*** Opening of Material for this exercise ***

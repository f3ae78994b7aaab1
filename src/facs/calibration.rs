use serde::Serialize;
use tracing::{debug, info};

use crate::error::{EngineError, EngineResult};
use crate::facs::features::ActionUnits;

/// Shortest calibration window accepted, in seconds.
pub const MIN_CALIBRATION_WINDOW: f32 = 0.1;

/// Neutral-face reference. Only the calibrator can produce one.
#[derive(Debug, Clone, Copy, PartialEq, Serialize)]
pub struct Baseline {
    values: ActionUnits,
}

impl Baseline {
    /// All-zero baseline, used when calibration is skipped entirely.
    pub fn neutral() -> Self {
        Self {
            values: ActionUnits::default(),
        }
    }

    pub fn values(&self) -> &ActionUnits {
        &self.values
    }

    /// Activation above neutral, clamped to [0, 1] per unit.
    pub fn delta(&self, aus: &ActionUnits) -> ActionUnits {
        aus.zip_with(&self.values, |v, b| (v - b).clamp(0.0, 1.0))
    }
}

/// Running sums for one calibration attempt.
#[derive(Debug, Clone, Default, PartialEq)]
pub struct CalibrationSession {
    pub elapsed: f32,
    pub sums: ActionUnits,
    pub samples: u32,
}

impl CalibrationSession {
    fn accumulate(&mut self, aus: &ActionUnits) {
        self.sums = self.sums.zip_with(aus, |s, v| s + v);
        self.samples += 1;
    }

    fn mean(&self) -> Option<ActionUnits> {
        if self.samples == 0 {
            return None;
        }
        let n = self.samples as f32;
        Some(self.sums.map(|s| s / n))
    }
}

#[derive(Debug, Clone, PartialEq)]
enum CalibrationState {
    Calibrating(CalibrationSession),
    Ready(Baseline),
}

/// Result of feeding one tick into the calibrator.
#[derive(Debug, Clone, Copy, PartialEq)]
pub enum CalibrationProgress {
    /// Window still open.
    Calibrating,
    /// Window closed on this tick; the baseline is now in place.
    Completed(Baseline),
    /// Nothing to do, a baseline was already in place.
    Ready,
}

/// Two-state baseline calibrator: running mean over a fixed warm-up window.
#[derive(Debug, Clone)]
pub struct BaselineCalibrator {
    window: f32,
    state: CalibrationState,
}

impl BaselineCalibrator {
    /// New calibrator that starts in the calibrating state.
    pub fn new(window_secs: f32) -> Self {
        Self {
            window: window_secs.max(MIN_CALIBRATION_WINDOW),
            state: CalibrationState::Calibrating(CalibrationSession::default()),
        }
    }

    /// New calibrator that is already ready with the given baseline.
    pub fn with_baseline(window_secs: f32, baseline: Baseline) -> Self {
        Self {
            window: window_secs.max(MIN_CALIBRATION_WINDOW),
            state: CalibrationState::Ready(baseline),
        }
    }

    pub fn window(&self) -> f32 {
        self.window
    }

    /// Drop any baseline and open a fresh session.
    pub fn begin(&mut self) {
        debug!("calibration session opened ({:.2}s window)", self.window);
        self.state = CalibrationState::Calibrating(CalibrationSession::default());
    }

    pub fn is_calibrating(&self) -> bool {
        matches!(self.state, CalibrationState::Calibrating(_))
    }

    pub fn baseline(&self) -> Option<&Baseline> {
        match &self.state {
            CalibrationState::Ready(b) => Some(b),
            CalibrationState::Calibrating(_) => None,
        }
    }

    pub fn session(&self) -> Option<&CalibrationSession> {
        match &self.state {
            CalibrationState::Calibrating(s) => Some(s),
            CalibrationState::Ready(_) => None,
        }
    }

    /// Advance the open session by `dt` seconds, folding in `sample` when one
    /// arrived this tick. A window that closes with no samples yields
    /// `CalibrationStarved` and a fresh session is opened in its place.
    pub fn advance(
        &mut self,
        sample: Option<&ActionUnits>,
        dt: f32,
    ) -> EngineResult<CalibrationProgress> {
        let session = match &mut self.state {
            CalibrationState::Ready(_) => return Ok(CalibrationProgress::Ready),
            CalibrationState::Calibrating(session) => session,
        };

        session.elapsed += dt;
        if let Some(aus) = sample {
            session.accumulate(aus);
        }

        if session.elapsed < self.window {
            return Ok(CalibrationProgress::Calibrating);
        }

        match session.mean() {
            Some(values) => {
                let baseline = Baseline { values };
                info!(
                    "calibration complete after {} samples: au6={:.3} au12={:.3} au4={:.3} au15={:.3} au26={:.3}",
                    session.samples, values.au6, values.au12, values.au4, values.au15, values.au26
                );
                self.state = CalibrationState::Ready(baseline);
                Ok(CalibrationProgress::Completed(baseline))
            }
            None => {
                let elapsed = session.elapsed;
                self.state = CalibrationState::Calibrating(CalibrationSession::default());
                Err(EngineError::CalibrationStarved { elapsed })
            }
        }
    }

    /// Delta normalizer: only defined once a baseline exists.
    pub fn normalize(&self, aus: &ActionUnits) -> EngineResult<ActionUnits> {
        self.baseline()
            .map(|b| b.delta(aus))
            .ok_or(EngineError::BaselineNotReady)
    }
}
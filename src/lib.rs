pub mod config;
pub mod core;
pub mod device;
pub mod error;
pub mod facs;
pub mod recorder;
pub mod replay;

pub use crate::config::{ConfigError, EngineConfig};
pub use crate::core::{EmotionEngine, EngineOutput};
pub use crate::error::{EngineError, EngineResult};
pub use crate::facs::channels::{RawChannel, RawSample};
pub use crate::facs::{Emotion, EmotionFlags, EmotionScores, PerEmotion};
// Raw blendshape channels as reported by the headset face-tracking SDK.

use std::collections::HashMap;

#[derive(Debug, Clone, Copy, PartialEq, Eq, Hash, PartialOrd, Ord)]
pub enum RawChannel {
    CheekRaiserL,
    CheekRaiserR,
    LipCornerPullerL,
    LipCornerPullerR,
    JawDrop,
    BrowLowererL,
    BrowLowererR,
    LipCornerDepressorL,
    LipCornerDepressorR,
}

impl RawChannel {
    pub const ALL: [RawChannel; 9] = [
        RawChannel::CheekRaiserL,
        RawChannel::CheekRaiserR,
        RawChannel::LipCornerPullerL,
        RawChannel::LipCornerPullerR,
        RawChannel::JawDrop,
        RawChannel::BrowLowererL,
        RawChannel::BrowLowererR,
        RawChannel::LipCornerDepressorL,
        RawChannel::LipCornerDepressorR,
    ];

    pub fn as_str(&self) -> &'static str {
        match self {
            Self::CheekRaiserL => "cheek_raiser_l",
            Self::CheekRaiserR => "cheek_raiser_r",
            Self::LipCornerPullerL => "lip_corner_puller_l",
            Self::LipCornerPullerR => "lip_corner_puller_r",
            Self::JawDrop => "jaw_drop",
            Self::BrowLowererL => "brow_lowerer_l",
            Self::BrowLowererR => "brow_lowerer_r",
            Self::LipCornerDepressorL => "lip_corner_depressor_l",
            Self::LipCornerDepressorR => "lip_corner_depressor_r",
        }
    }

    /// Parse a channel from its snake_case name (case-insensitive).
    pub fn from_name(name: &str) -> Option<Self> {
        let name = name.trim().to_ascii_lowercase();
        Self::ALL.into_iter().find(|c| c.as_str() == name)
    }
}

impl std::fmt::Display for RawChannel {
    fn fmt(&self, f: &mut std::fmt::Formatter<'_>) -> std::fmt::Result {
        f.write_str(self.as_str())
    }
}

/// One frame of raw channel weights. Channels the SDK did not report are
/// simply absent; nothing is defaulted here.
#[derive(Debug, Clone, Default, PartialEq)]
pub struct RawSample {
    weights: HashMap<RawChannel, f32>,
}

impl RawSample {
    pub fn new() -> Self {
        Self::default()
    }

    /// Builder-style insert.
    pub fn with(mut self, channel: RawChannel, value: f32) -> Self {
        self.weights.insert(channel, value);
        self
    }

    pub fn without(mut self, channel: RawChannel) -> Self {
        self.weights.remove(&channel);
        self
    }

    pub fn set(&mut self, channel: RawChannel, value: f32) {
        self.weights.insert(channel, value);
    }

    pub fn get(&self, channel: RawChannel) -> Option<f32> {
        self.weights.get(&channel).copied()
    }

    pub fn len(&self) -> usize {
        self.weights.len()
    }

    pub fn is_empty(&self) -> bool {
        self.weights.is_empty()
    }

    /// Every known channel set to the same value.
    pub fn uniform(value: f32) -> Self {
        RawChannel::ALL
            .into_iter()
            .fold(Self::new(), |s, c| s.with(c, value))
    }
}
use std::fs::File;
use std::io::{BufReader, BufWriter};
use std::path::PathBuf;
use std::thread;
use std::time::Duration;

use anyhow::{Context, Result};
use clap::{Parser, Subcommand};
use facs_fusion::device::{DeviceClient, DeviceCommand};
use facs_fusion::recorder::CsvRecorder;
use facs_fusion::{replay, EmotionEngine, EngineConfig};
use tracing::info;

#[derive(Parser)]
#[command(name = "facs-fusion-cli")]
#[command(about = "Expression fusion and stable emotion detection", long_about = None)]
struct Cli {
    #[command(subcommand)]
    command: Commands,
}

#[derive(Subcommand)]
enum Commands {
    /// Replay recorded raw channel weights through the engine
    Replay {
        /// CSV with one raw channel per column
        #[arg(short, long)]
        input: PathBuf,
        /// Where to write the time/AU/score CSV
        #[arg(short, long)]
        output: Option<PathBuf>,
        /// JSON engine config (defaults apply to missing fields)
        #[arg(short, long)]
        config: Option<PathBuf>,
        /// Seconds per row
        #[arg(long, default_value_t = 0.1)]
        dt: f32,
    },
    /// Send a command to the remote device
    Send {
        #[arg(short, long)]
        target: String, // e.g., 192.168.0.201:5005
        /// FEED_PET or TOGGLE_LIGHT
        #[arg(short = 'm', long)]
        command: String,
        /// Keep the connection open this long to log replies
        #[arg(long, default_value_t = 1)]
        linger_secs: u64,
    },
    /// Print the default engine config as JSON
    Config,
}

fn main() -> Result<()> {
    tracing_subscriber::fmt()
        .with_env_filter(
            tracing_subscriber::EnvFilter::try_from_default_env()
                .unwrap_or_else(|_| "facs_fusion=info,facs_fusion_cli=info".into()),
        )
        .init();

    let cli = Cli::parse();

    match cli.command {
        Commands::Replay {
            input,
            output,
            config,
            dt,
        } => {
            let config = match config {
                Some(path) => EngineConfig::load(&path)
                    .with_context(|| format!("Failed to load config {}", path.display()))?,
                None => EngineConfig::default(),
            };

            let file = File::open(&input)
                .with_context(|| format!("Failed to open {}", input.display()))?;
            let samples = replay::read_samples(BufReader::new(file))
                .with_context(|| format!("Failed to parse {}", input.display()))?;
            info!("loaded {} samples from {}", samples.len(), input.display());

            let mut engine = EmotionEngine::new(config);
            let summary = match output {
                Some(path) => {
                    let file = File::create(&path)
                        .with_context(|| format!("Failed to create {}", path.display()))?;
                    let mut recorder = CsvRecorder::new(BufWriter::new(file));
                    recorder.start();
                    let summary = replay::run(&mut engine, &samples, dt, Some(&mut recorder))?;
                    recorder.into_inner()?;
                    summary
                }
                None => replay::run::<BufWriter<File>>(&mut engine, &samples, dt, None)?,
            };

            println!("ticks: {}", summary.ticks);
            match summary.calibrated_at {
                Some(t) => println!("calibrated at: {:.3}s", t),
                None => println!("calibrated at: never"),
            }
            for (emotion, at) in summary.first_confirmed.iter() {
                match at {
                    Some(t) => println!("{}: confirmed at {:.3}s", emotion.as_str(), t),
                    None => println!("{}: not confirmed", emotion.as_str()),
                }
            }
            if summary.rows_recorded > 0 {
                println!("rows recorded: {}", summary.rows_recorded);
            }
        }
        Commands::Send {
            target,
            command,
            linger_secs,
        } => {
            let command: DeviceCommand = command.parse()?;
            let mut client = DeviceClient::connect(target.as_str())
                .with_context(|| format!("Failed to connect to {}", target))?;
            client.send(command)?;
            thread::sleep(Duration::from_secs(linger_secs));
            client.close();
        }
        Commands::Config => {
            println!("{}", serde_json::to_string_pretty(&EngineConfig::default())?);
        }
    }

    Ok(())
}
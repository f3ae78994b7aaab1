//! Offline replay of recorded raw channel weights.
//!
//! Input is a CSV file whose header names raw channels (`cheek_raiser_l`,
//! `jaw_drop`, ...). Columns that are not raw channels must be listed in
//! `IGNORED_COLUMNS`; anything else is rejected so typos do not silently
//! turn into missing channels.

use std::io::{BufRead, Write};

use thiserror::Error;
use tracing::{debug, info, warn};

use crate::core::{EmotionEngine, EngineOutput};
use crate::error::EngineError;
use crate::facs::channels::{RawChannel, RawSample};
use crate::facs::{Emotion, PerEmotion};
use crate::recorder::CsvRecorder;

/// Bookkeeping columns that may appear next to the channels.
pub const IGNORED_COLUMNS: &[&str] = &["time", "user_id", "frame"];

#[derive(Debug, Error)]
pub enum ReplayError {
    #[error("I/O error: {0}")]
    Io(#[from] std::io::Error),

    #[error("input has no header row")]
    MissingHeader,

    #[error("unknown column `{0}`")]
    UnknownColumn(String),

    #[error("line {line}: expected {expected} fields, found {found}")]
    ColumnCount {
        line: usize,
        expected: usize,
        found: usize,
    },

    #[error("line {line}: bad value `{value}` in column `{column}`")]
    BadValue {
        line: usize,
        column: String,
        value: String,
    },

    #[error("data row {row}: {source}")]
    Engine { row: usize, source: EngineError },
}

/// What happened over a whole replay.
#[derive(Debug, Clone, Default, PartialEq)]
pub struct ReplaySummary {
    pub ticks: usize,
    pub calibrated_at: Option<f64>,
    /// Engine time at which each emotion was first confirmed.
    pub first_confirmed: PerEmotion<Option<f64>>,
    pub rows_recorded: usize,
}

/// Parse every data row into a `RawSample`.
pub fn read_samples<R: BufRead>(reader: R) -> Result<Vec<RawSample>, ReplayError> {
    let mut lines = reader.lines().enumerate();

    let header = loop {
        match lines.next() {
            Some((_, line)) => {
                let line = line?;
                if !line.trim().is_empty() {
                    break line;
                }
            }
            None => return Err(ReplayError::MissingHeader),
        }
    };

    let mut columns: Vec<Option<RawChannel>> = Vec::new();
    for name in header.split(',') {
        let name = name.trim();
        match RawChannel::from_name(name) {
            Some(channel) => columns.push(Some(channel)),
            None if IGNORED_COLUMNS.contains(&name.to_ascii_lowercase().as_str()) => {
                columns.push(None)
            }
            None => return Err(ReplayError::UnknownColumn(name.to_string())),
        }
    }
    debug!("replay header has {} columns", columns.len());

    let mut samples = Vec::new();
    for (idx, line) in lines {
        let line = line?;
        if line.trim().is_empty() {
            continue;
        }
        let line_no = idx + 1;
        let fields: Vec<&str> = line.split(',').collect();
        if fields.len() != columns.len() {
            return Err(ReplayError::ColumnCount {
                line: line_no,
                expected: columns.len(),
                found: fields.len(),
            });
        }

        let mut sample = RawSample::new();
        for (column, field) in columns.iter().zip(fields) {
            let Some(channel) = column else { continue };
            let value: f32 = field.trim().parse().map_err(|_| ReplayError::BadValue {
                line: line_no,
                column: channel.as_str().to_string(),
                value: field.to_string(),
            })?;
            sample.set(*channel, value);
        }
        samples.push(sample);
    }

    Ok(samples)
}

/// Feed one sample per tick of `dt` seconds. Every tick is offered to the
/// recorder when one is given.
pub fn run<W: Write>(
    engine: &mut EmotionEngine,
    samples: &[RawSample],
    dt: f32,
    mut recorder: Option<&mut CsvRecorder<W>>,
) -> Result<ReplaySummary, ReplayError> {
    let mut summary = ReplaySummary::default();
    let mut was_calibrating = engine.is_calibrating();

    for (i, sample) in samples.iter().enumerate() {
        engine
            .submit_sample(sample)
            .map_err(|source| ReplayError::Engine { row: i + 1, source })?;
        let out = engine.tick(dt);
        summary.ticks += 1;

        if was_calibrating && !out.calibrating && summary.calibrated_at.is_none() {
            summary.calibrated_at = Some(out.time);
        }
        was_calibrating = out.calibrating;

        note_confirmations(&mut summary, &out);

        if let Some(rec) = recorder.as_deref_mut() {
            if rec.record(&out)? {
                summary.rows_recorded += 1;
            }
        }
    }

    if engine.is_calibrating() {
        warn!("replay ended while still calibrating");
    }
    info!(
        "replayed {} ticks, {} rows recorded",
        summary.ticks, summary.rows_recorded
    );
    Ok(summary)
}

fn note_confirmations(summary: &mut ReplaySummary, out: &EngineOutput) {
    for emotion in Emotion::ALL {
        let slot = summary.first_confirmed.get_mut(emotion);
        if slot.is_none() && out.confirmed.get(emotion) {
            info!("{} confirmed at t={:.3}s", emotion.as_str(), out.time);
            *slot = Some(out.time);
        }
    }
}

*** Close of Material for this exercise ***

• **Task to complete**: Return exactly the opening lines of the listing above, ending with the line that has "pub const MIN_CALIBRATION_WINDOW: f32 = 0.1;".

• **Answer to this task**:
repository f3ae78994b7aaab1
filename src/facs/calibration.rs
use serde::Serialize;
use tracing::{debug, info};

use crate::error::{EngineError, EngineResult};
use crate::facs::features::ActionUnits;

/// Shortest calibration window accepted, in seconds.
pub const MIN_CALIBRATION_WINDOW: f32 = 0.1;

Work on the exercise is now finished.